> INSTRUCTIONS FOR THE TASK
For each line of the material, check for the string "Object"; then state how many lines had it, giving only the number.

> THE DATA
◆ ◆ ◆ ◆ ◆ ◆ ◆
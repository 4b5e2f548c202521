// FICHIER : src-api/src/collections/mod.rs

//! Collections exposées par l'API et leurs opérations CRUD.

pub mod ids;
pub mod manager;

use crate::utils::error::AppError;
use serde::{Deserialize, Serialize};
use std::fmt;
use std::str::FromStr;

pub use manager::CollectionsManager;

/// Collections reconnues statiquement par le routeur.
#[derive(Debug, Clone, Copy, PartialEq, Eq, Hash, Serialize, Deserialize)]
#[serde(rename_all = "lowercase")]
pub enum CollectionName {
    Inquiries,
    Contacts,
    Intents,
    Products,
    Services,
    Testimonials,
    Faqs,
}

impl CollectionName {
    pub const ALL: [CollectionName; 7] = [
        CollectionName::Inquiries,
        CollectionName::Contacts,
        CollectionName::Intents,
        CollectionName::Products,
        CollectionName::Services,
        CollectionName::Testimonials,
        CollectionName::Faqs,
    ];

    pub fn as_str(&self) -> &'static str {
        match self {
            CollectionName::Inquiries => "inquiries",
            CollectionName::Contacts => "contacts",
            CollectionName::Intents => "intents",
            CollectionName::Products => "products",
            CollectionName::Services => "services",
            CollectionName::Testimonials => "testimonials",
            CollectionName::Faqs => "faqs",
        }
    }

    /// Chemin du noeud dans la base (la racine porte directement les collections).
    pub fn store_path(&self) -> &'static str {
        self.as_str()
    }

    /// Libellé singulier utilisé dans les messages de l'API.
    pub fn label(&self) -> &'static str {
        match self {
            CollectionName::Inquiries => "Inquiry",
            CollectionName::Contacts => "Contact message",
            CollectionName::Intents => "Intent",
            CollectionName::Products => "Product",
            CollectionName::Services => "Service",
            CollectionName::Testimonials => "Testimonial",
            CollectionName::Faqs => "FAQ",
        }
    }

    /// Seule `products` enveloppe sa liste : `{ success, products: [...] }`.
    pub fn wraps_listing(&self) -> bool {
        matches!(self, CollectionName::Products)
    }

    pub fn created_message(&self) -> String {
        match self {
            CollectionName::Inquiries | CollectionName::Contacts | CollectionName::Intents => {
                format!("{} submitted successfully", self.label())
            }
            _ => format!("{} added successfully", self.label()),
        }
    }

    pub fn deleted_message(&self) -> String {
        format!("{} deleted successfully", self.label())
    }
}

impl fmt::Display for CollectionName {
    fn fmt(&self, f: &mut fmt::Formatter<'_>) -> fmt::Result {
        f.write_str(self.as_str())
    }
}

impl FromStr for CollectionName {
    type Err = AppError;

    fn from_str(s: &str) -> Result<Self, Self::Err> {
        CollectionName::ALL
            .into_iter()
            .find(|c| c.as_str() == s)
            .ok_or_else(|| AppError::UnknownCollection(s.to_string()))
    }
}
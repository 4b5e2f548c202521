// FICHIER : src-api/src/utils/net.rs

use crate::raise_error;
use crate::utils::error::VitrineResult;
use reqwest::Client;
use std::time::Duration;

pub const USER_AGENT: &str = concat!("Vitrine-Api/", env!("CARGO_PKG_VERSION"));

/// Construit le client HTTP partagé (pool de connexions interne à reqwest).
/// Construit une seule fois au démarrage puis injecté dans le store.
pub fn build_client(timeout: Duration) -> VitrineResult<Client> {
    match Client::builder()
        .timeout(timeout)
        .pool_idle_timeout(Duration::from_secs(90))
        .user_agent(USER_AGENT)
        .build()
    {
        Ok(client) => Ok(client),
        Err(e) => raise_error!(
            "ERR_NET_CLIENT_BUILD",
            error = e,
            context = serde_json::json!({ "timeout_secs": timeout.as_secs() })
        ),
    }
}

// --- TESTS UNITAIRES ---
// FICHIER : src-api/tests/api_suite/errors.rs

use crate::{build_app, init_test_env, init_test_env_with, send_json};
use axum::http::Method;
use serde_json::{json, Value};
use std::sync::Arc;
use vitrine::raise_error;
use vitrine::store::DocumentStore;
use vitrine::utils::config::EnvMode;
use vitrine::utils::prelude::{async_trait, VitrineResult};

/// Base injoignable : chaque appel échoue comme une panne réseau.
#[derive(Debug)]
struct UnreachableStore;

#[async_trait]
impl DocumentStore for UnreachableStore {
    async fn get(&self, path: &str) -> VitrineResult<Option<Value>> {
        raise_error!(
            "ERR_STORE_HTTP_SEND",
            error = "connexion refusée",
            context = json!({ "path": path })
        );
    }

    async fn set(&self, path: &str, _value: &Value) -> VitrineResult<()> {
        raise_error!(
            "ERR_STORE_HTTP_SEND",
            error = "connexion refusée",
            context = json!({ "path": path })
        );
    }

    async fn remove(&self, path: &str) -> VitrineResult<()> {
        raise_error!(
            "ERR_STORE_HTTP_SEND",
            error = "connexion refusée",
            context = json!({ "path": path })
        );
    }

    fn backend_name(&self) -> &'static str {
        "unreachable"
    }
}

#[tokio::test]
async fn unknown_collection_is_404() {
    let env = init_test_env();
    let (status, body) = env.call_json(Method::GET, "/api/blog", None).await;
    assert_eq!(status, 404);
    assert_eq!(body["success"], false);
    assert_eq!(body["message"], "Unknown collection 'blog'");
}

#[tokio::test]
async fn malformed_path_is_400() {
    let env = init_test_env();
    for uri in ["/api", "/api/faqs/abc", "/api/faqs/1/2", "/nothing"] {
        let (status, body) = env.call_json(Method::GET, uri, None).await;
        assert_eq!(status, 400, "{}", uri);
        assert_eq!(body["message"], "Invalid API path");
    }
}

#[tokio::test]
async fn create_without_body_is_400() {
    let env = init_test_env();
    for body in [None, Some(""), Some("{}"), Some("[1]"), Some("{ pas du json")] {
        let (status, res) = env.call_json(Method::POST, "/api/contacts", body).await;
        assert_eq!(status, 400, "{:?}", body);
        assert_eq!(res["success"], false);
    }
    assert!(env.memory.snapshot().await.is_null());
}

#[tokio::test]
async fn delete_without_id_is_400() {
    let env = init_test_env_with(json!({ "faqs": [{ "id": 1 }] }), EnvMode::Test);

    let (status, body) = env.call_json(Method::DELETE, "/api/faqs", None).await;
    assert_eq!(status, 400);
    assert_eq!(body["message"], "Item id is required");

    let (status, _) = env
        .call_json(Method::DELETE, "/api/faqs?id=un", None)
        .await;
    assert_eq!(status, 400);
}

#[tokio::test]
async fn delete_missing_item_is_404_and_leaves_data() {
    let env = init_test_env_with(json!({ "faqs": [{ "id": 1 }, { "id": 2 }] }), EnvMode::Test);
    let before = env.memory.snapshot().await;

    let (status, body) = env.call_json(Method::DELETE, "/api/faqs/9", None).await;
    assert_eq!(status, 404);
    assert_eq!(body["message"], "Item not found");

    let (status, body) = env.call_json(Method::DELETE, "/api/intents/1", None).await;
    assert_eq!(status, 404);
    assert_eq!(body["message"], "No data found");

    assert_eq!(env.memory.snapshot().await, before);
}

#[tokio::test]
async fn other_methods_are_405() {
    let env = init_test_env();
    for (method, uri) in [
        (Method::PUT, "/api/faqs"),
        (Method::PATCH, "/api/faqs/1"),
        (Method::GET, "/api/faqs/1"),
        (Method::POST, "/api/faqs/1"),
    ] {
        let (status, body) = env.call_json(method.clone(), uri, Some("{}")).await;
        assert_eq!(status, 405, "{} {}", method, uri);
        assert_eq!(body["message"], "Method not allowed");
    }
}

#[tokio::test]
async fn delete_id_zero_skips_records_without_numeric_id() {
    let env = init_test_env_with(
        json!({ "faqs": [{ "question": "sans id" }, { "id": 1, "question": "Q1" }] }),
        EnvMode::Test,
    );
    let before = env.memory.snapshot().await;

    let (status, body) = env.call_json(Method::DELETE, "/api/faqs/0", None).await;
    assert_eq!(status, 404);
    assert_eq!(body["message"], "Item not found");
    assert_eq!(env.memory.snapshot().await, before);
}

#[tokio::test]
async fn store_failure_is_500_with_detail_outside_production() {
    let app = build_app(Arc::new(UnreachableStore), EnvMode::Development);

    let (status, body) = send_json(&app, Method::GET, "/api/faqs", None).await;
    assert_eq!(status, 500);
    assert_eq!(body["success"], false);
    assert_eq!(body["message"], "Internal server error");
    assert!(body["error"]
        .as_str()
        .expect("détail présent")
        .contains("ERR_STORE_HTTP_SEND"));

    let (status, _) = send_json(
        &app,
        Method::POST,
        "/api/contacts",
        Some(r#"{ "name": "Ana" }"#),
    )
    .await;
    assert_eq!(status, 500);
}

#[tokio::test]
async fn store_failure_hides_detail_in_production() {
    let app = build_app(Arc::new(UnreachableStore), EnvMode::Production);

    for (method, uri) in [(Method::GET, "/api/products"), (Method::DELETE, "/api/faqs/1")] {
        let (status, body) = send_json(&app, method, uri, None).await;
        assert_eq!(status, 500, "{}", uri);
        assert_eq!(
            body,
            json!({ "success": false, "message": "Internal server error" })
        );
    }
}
◆ ◆ ◆ ◆ ◆ ◆ ◆
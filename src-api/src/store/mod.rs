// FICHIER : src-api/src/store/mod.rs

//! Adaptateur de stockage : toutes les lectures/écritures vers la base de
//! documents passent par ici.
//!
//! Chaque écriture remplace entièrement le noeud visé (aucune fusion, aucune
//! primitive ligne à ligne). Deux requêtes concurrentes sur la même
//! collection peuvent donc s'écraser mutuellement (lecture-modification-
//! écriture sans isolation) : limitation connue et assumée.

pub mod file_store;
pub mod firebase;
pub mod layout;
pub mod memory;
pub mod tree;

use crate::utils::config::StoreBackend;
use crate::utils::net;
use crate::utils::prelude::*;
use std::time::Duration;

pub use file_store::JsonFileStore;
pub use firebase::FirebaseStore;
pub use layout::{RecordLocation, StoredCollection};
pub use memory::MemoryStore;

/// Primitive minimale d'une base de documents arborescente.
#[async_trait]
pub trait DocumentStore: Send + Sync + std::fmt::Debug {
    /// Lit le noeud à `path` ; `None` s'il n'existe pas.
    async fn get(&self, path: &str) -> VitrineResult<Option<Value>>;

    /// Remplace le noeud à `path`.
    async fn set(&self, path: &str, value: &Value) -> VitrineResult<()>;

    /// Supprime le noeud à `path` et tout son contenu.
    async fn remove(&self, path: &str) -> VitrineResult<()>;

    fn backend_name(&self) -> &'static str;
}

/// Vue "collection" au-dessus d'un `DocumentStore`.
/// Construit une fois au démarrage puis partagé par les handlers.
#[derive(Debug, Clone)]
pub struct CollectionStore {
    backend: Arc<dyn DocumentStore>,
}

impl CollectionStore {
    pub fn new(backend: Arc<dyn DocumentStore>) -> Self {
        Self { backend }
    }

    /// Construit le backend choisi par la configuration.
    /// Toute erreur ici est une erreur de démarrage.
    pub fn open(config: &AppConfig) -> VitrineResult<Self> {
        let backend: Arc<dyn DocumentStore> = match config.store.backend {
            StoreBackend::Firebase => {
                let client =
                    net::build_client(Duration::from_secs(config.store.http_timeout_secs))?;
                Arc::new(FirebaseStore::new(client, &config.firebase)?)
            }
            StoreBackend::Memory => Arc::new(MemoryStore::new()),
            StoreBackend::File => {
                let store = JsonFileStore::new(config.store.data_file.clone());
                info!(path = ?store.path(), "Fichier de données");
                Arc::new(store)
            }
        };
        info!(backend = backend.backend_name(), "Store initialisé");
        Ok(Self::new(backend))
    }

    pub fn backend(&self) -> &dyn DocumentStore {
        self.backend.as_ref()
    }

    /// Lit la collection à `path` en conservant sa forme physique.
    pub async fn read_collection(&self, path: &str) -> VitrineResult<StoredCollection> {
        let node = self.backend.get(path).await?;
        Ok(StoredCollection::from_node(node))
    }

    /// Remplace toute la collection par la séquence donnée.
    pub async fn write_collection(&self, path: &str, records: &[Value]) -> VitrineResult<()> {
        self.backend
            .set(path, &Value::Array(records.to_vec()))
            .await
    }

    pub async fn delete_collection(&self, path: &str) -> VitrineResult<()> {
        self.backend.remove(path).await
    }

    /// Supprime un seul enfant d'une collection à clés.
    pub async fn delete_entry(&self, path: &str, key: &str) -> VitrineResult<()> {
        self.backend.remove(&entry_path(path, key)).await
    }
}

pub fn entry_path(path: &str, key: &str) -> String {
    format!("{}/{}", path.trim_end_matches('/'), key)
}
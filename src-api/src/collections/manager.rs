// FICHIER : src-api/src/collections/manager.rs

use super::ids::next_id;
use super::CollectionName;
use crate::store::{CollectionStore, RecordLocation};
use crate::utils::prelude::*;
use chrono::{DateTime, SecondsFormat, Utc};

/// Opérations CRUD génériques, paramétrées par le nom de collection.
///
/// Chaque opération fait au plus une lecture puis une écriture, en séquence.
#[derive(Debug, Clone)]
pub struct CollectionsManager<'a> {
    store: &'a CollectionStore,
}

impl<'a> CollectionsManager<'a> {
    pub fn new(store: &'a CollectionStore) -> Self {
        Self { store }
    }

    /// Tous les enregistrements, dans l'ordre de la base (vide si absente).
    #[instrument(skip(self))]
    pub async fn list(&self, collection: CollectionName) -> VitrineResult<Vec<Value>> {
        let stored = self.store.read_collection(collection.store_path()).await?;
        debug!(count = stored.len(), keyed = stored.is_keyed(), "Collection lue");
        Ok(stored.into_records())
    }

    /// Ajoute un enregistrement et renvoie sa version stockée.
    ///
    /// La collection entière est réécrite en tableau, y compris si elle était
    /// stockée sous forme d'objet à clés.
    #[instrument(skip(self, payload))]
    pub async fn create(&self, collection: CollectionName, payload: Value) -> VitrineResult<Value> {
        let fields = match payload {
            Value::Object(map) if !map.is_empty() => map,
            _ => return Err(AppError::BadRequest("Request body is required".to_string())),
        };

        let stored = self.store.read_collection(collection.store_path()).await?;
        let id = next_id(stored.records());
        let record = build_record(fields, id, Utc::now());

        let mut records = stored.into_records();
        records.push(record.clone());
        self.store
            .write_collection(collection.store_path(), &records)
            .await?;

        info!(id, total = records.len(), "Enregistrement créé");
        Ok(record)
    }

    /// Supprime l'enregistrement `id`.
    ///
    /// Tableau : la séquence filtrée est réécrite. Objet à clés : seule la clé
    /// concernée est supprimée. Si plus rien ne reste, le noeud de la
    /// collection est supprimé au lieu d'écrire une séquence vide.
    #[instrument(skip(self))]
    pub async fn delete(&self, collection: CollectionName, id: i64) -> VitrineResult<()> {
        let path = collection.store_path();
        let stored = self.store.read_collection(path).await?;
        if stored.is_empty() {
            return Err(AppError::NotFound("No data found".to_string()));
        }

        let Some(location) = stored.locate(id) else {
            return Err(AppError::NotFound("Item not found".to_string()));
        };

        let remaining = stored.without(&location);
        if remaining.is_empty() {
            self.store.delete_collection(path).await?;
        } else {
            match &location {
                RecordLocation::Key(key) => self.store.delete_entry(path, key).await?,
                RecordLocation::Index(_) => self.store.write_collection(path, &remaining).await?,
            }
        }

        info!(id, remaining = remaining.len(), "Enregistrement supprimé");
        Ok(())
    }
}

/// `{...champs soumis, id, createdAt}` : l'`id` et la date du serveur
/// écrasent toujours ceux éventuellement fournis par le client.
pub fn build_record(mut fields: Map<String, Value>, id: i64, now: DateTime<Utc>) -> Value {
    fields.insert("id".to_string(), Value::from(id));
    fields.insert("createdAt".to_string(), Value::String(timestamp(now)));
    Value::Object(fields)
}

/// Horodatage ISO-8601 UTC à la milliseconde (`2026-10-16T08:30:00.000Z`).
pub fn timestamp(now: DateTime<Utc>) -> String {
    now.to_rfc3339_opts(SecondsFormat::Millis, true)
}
◆ ◆ ◆ ◆ ◆ ◆ ◆
> SOLUTION FOR THIS TASK
2